Most interventions described in the literature targeted parents of young children and delivered training to caregivers only. As a result, predictors of child participation have been rarely examined in parenting research. However, increasingly, many programs for older children also include sessions for the young people, and studies have shown that child involvement can boost parental engagement (Fleming et al. 2015) and lead to more sustainable changes in the family. Therefore, we also examine predictors of child attendance using analogous predictors as for the caregivers. Lastly, there is little information on what may affect participation in LMICs. The findings on predictors of participation thus far primarily originate from interventions focusing on disruptive child behavior in HICs. One study examined a multicomponent program for caregivers of malnourished children in the Dominican Republic (Farrelly and McLennan 2009). The program focused on nutrition, but also included sessions on child behavior management. The researchers found that none of the eight hypothesized variables predicted attendance.

In summary, research suggests a range of potential predictors affecting participation in parenting programs. In this exploratory study, we assess the effects of relative disadvantage on program participation in a LMIC setting. Given the inconsistent findings in previous studies and paucity of research with adolescents, we did not hypothesize specific predictor effects. This paper aims to contribute to the emerging evidence base by describing attendance and engagement in a parenting intervention among a high-risk sample in South Africa, and by examining the factors associated with the variation in attendance and engagement.

Methods

Study Setting

This study was nested within a cluster-randomized trial in the Eastern Cape Province, South Africa, that took place between April 2015 and August 2016. The trial enrolled 552 families in 32 rural and 8 peri-urban clusters, all in communities with high rates of poverty and unemployment. Half of the clusters (16 rural and 4 peri-urban) were randomized to each trial arm. A detailed description is available in the protocol (Cluver et al. 2016b). In short, the treatment arm received the Sinovuyo Teen parenting program, which aims to reduce physical and emotional maltreatment of children and improve parenting. The control arm received a 1-day hygiene information intervention.

Study Sample

In this study, each participating family enrolled one child and their primary caregiver, defined as the person mainly responsible for the child and residing in the same household at least four nights a week. The caregivers enrolled in the study were primarily mothers and grandmothers, and 3% of the caregivers were male. In the intervention arm, the children were 56% boys, aged 10 to 18 (M = 13.7, SD = 2.3). Although the recruitment focused on disadvantaged families, there was substantial variation in the predictors (descriptive information available online). The participants were recruited into the study through door-to-door recruitment and referrals from local community members, schools, and social workers. Recruitment focused on families that already experience conflicts and stress. To be enrolled in the study, families had to reply affirmatively to one of the screening questions on whether there are conflicts between the caregiver and adolescent in the household, and complete the two rounds of baseline assessments. All responses were kept confidential, except in cases of participants requesting assistance, or at risk of significant harm, such as children with recent suicide attempts. Families did not receive monetary incentives for participation, but were given small packs with snacks, stationery, and toiletries to thank them for participating.
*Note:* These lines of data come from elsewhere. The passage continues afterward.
//! Lexer for the expression language.
//!
//! Produces span-based tokens; text is sliced from the source only when
//! needed. The token sequence always ends with exactly one `EndOfData` or
//! `Error` token: lexing stops at the first error.
//!
//! Fixed tokens, keywords and identifiers are recognized by Logos. A number
//! is matched on its first character and extended by [`find_number_end`],
//! which also decides whether it is well formed.
//!
//! Offsets are `u32`. Positions past `u32::MAX` are clamped to it, so
//! expressions longer than 4 GiB do not get meaningful spans.

use std::ops::Range;

use logos::Logos;
use rulewalk_core::{Token, TokenKind};

#[derive(Logos, Debug, Clone, Copy, PartialEq, Eq)]
#[logos(skip r"[ \t\n\r\x0B\x0C]+")]
enum Lexeme {
    #[token("+")]
    Plus,

    #[token("-")]
    Hyphen,

    #[token("*")]
    Asterisk,

    #[token("/")]
    Slash,

    #[token(",")]
    Comma,

    #[token("$")]
    DollarSign,

    #[token("(")]
    LeftParenthesis,

    #[token(")")]
    RightParenthesis,

    #[token("[")]
    LeftBracket,

    #[token("]")]
    RightBracket,

    #[token("=")]
    Equals,

    #[token("<>")]
    NotEquals,

    #[token("<")]
    LessThan,

    #[token("<=")]
    LessOrEqual,

    #[token(">")]
    GreaterThan,

    #[token(">=")]
    GreaterOrEqual,

    // Keywords only match whole words; `android` is an identifier.
    #[token("and")]
    KeywordAnd,

    #[token("or")]
    KeywordOr,

    #[token("not")]
    KeywordNot,

    #[token("true")]
    KeywordTrue,

    #[token("false")]
    KeywordFalse,

    #[regex(r"[A-Za-z_%][A-Za-z0-9_%.]*")]
    Identifier,

    #[regex(r"[0-9.]", number)]
    Number,
}

impl Lexeme {
    fn kind(self) -> TokenKind {
        match self {
            Lexeme::Plus => TokenKind::Plus,
            Lexeme::Hyphen => TokenKind::Hyphen,
            Lexeme::Asterisk => TokenKind::Asterisk,
            Lexeme::Slash => TokenKind::Slash,
            Lexeme::Comma => TokenKind::Comma,
            Lexeme::DollarSign => TokenKind::DollarSign,
            Lexeme::LeftParenthesis => TokenKind::LeftParenthesis,
            Lexeme::RightParenthesis => TokenKind::RightParenthesis,
            Lexeme::LeftBracket => TokenKind::LeftBracket,
            Lexeme::RightBracket => TokenKind::RightBracket,
            Lexeme::Equals => TokenKind::Equals,
            Lexeme::NotEquals => TokenKind::NotEquals,
            Lexeme::LessThan => TokenKind::LessThan,
            Lexeme::LessOrEqual => TokenKind::LessOrEqual,
            Lexeme::GreaterThan => TokenKind::GreaterThan,
            Lexeme::GreaterOrEqual => TokenKind::GreaterOrEqual,
            Lexeme::KeywordAnd => TokenKind::KeywordAnd,
            Lexeme::KeywordOr => TokenKind::KeywordOr,
            Lexeme::KeywordNot => TokenKind::KeywordNot,
            Lexeme::KeywordTrue => TokenKind::KeywordTrue,
            Lexeme::KeywordFalse => TokenKind::KeywordFalse,
            Lexeme::Identifier => TokenKind::Identifier,
            Lexeme::Number => TokenKind::Number,
        }
    }
}

/// Extends a one-character number match to the full literal.
fn number(lex: &mut logos::Lexer<'_, Lexeme>) -> bool {
    let span = lex.span();
    let (end, ok) = find_number_end(lex.source(), span.start);
    lex.bump(end - span.end);
    ok
}

/// Lazy token stream over an expression. Fused after the final token.
pub struct Tokens<'s> {
    source: &'s str,
    lexer: logos::Lexer<'s, Lexeme>,
    done: bool,
}

impl<'s> Tokens<'s> {
    pub fn new(source: &'s str) -> Self {
        Self {
            source,
            lexer: Lexeme::lexer(source),
            done: false,
        }
    }
}

impl Iterator for Tokens<'_> {
    type Item = Token;

    fn next(&mut self) -> Option<Token> {
        if self.done {
            return None;
        }
        let last = match self.lexer.next() {
            Some(Ok(lexeme)) => return Some(span_token(lexeme.kind(), self.lexer.span())),
            Some(Err(())) => {
                let start = self.lexer.span().start;
                span_token(TokenKind::Error, start..error_end(self.source, start))
            }
            None => {
                let end = self.source.len();
                span_token(TokenKind::EndOfData, end..end)
            }
        };
        self.done = true;
        Some(last)
    }
}

impl std::iter::FusedIterator for Tokens<'_> {}

/// Tokenizes a whole expression.
pub fn tokenize(expression: &str) -> Vec<Token> {
    Tokens::new(expression).collect()
}

/// End of a number starting at `start`, and whether it is well formed.
///
/// Accepts digits with at most one `.`; `e` or `E` hands over to
/// [`find_exponent_end`]. A second `.` or a letter makes the rest of the word
/// one malformed literal. A literal without digits (`.`) is malformed.
pub fn find_number_end(text: &str, start: usize) -> (usize, bool) {
    let bytes = text.as_bytes();
    let mut has_digits = false;
    let mut has_decimal = false;

    for (i, &b) in bytes.iter().enumerate().skip(start) {
        match b {
            b'0'..=b'9' => has_digits = true,
            b'.' if !has_decimal => has_decimal = true,
            b'e' | b'E' => return find_exponent_end(text, i + 1),
            b'.' => return (word_end(bytes, i), false),
            b if b.is_ascii_alphabetic() => return (word_end(bytes, i), false),
            _ => return (i, has_digits),
        }
    }
    (bytes.len(), has_digits)
}

/// End of an exponent starting at `start` (just after the `e`): an optional
/// sign, then digits. Well formed only with at least one digit.
pub fn find_exponent_end(text: &str, start: usize) -> (usize, bool) {
    let bytes = text.as_bytes();
    if start >= bytes.len() {
        return (bytes.len(), false);
    }
    let digits = match bytes[start] {
        b'+' | b'-' => start + 1,
        _ => start,
    };
    let end = bytes[digits..]
        .iter()
        .position(|b| !b.is_ascii_digit())
        .map_or(bytes.len(), |n| digits + n);
    (end, end > digits)
}

fn is_word_continue(b: u8) -> bool {
    b.is_ascii_alphanumeric() || matches!(b, b'_' | b'%' | b'.')
}

fn word_end(bytes: &[u8], start: usize) -> usize {
    bytes[start..]
        .iter()
        .position(|&b| !is_word_continue(b))
        .map_or(bytes.len(), |n| start + n)
}

/// End of the error token at `start`: a malformed number, else one character.
fn error_end(source: &str, start: usize) -> usize {
    match source[start..].chars().next() {
        Some('0'..='9' | '.') => find_number_end(source, start).0,
        Some(c) => start + c.len_utf8(),
        None => start,
    }
}

pub(crate) fn span_token(kind: TokenKind, span: Range<usize>) -> Token {
    let start = offset(span.start);
    Token::new(kind, start, offset(span.end).saturating_sub(start))
}

fn offset(position: usize) -> u32 {
    u32::try_from(position).unwrap_or(u32::MAX)
}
Intervention Characteristics

Sinovuyo Teen is a 14-week manualized program based on social learning theory. The program was developed based on principles from existing research, such as modeling positive behavior and collaborative problem solving. During the development and piloting stages, the intervention was modified for the South African context (Cluver et al. 2016a, c). The intervention consisted of weekly group sessions (four separate and ten joint sessions for caregivers and children) and weekly home practice. Group sessions took place in a community location, such as a community hall or a school. Intervention groups included between 8 and 16 families, with 14 on average. The sessions lasted, on average, 1.8 h and were usually led by two facilitators. In addition, participants who were unable to attend a session received a brief home visit from the facilitators with a summary of the week’s content. Sessions were facilitated by community members and social workers, trained by Clowns Without Borders South Africa, a local non-governmental organization. Facilitators received an initial 5-day training and ongoing weekly supervision and further training.

Instruments and Measures

Attendance and Engagement Outcomes

The number of group sessions attended by children and caregivers in the intervention arm and their average engagement in the sessions were the primary outcomes of interest in this exploratory analysis. Both measures were collected through observations by the research team. Additionally, attendance was cross-checked with facilitator-recorded data. The research team observed 277 sessions, out of the total 279, and 32% of the sessions were double-coded by two observers. Fifteen local Research Assistants were involved in observations after a training in sensitive data collection, as well as in observational research. To measure the level of engagement in sessions, we used a behaviorally anchored 3-point scale (child or caregiver: 1, is quiet or distracted most of the time; 2, participated in parts of the session; 3, participated through most of the session).

Baseline Predictors

Baseline interviews were conducted by local Research Assistants and took place at participant homes or other venues, such as schools. All questionnaires were locally piloted in Xhosa. Tablets were used to administer questionnaires to participants. Below, we provide a summary of the baseline measures used as prospective predictors of attendance and engagement. We use similar, but not identical, baseline variables to predict child and caregiver outcomes. For instance, we use child report of parenting to predict children’s participation, and caregiver report to predict caregiver participation. Similar to previous studies (e.g., De Los Reyes and Kazdin 2005), we find low correlations between the child and caregiver reports of the same constructs (between 0 and.24). Where possible, we use predictor and outcome information from the same informant as their perception is more likely to affect their own behavior.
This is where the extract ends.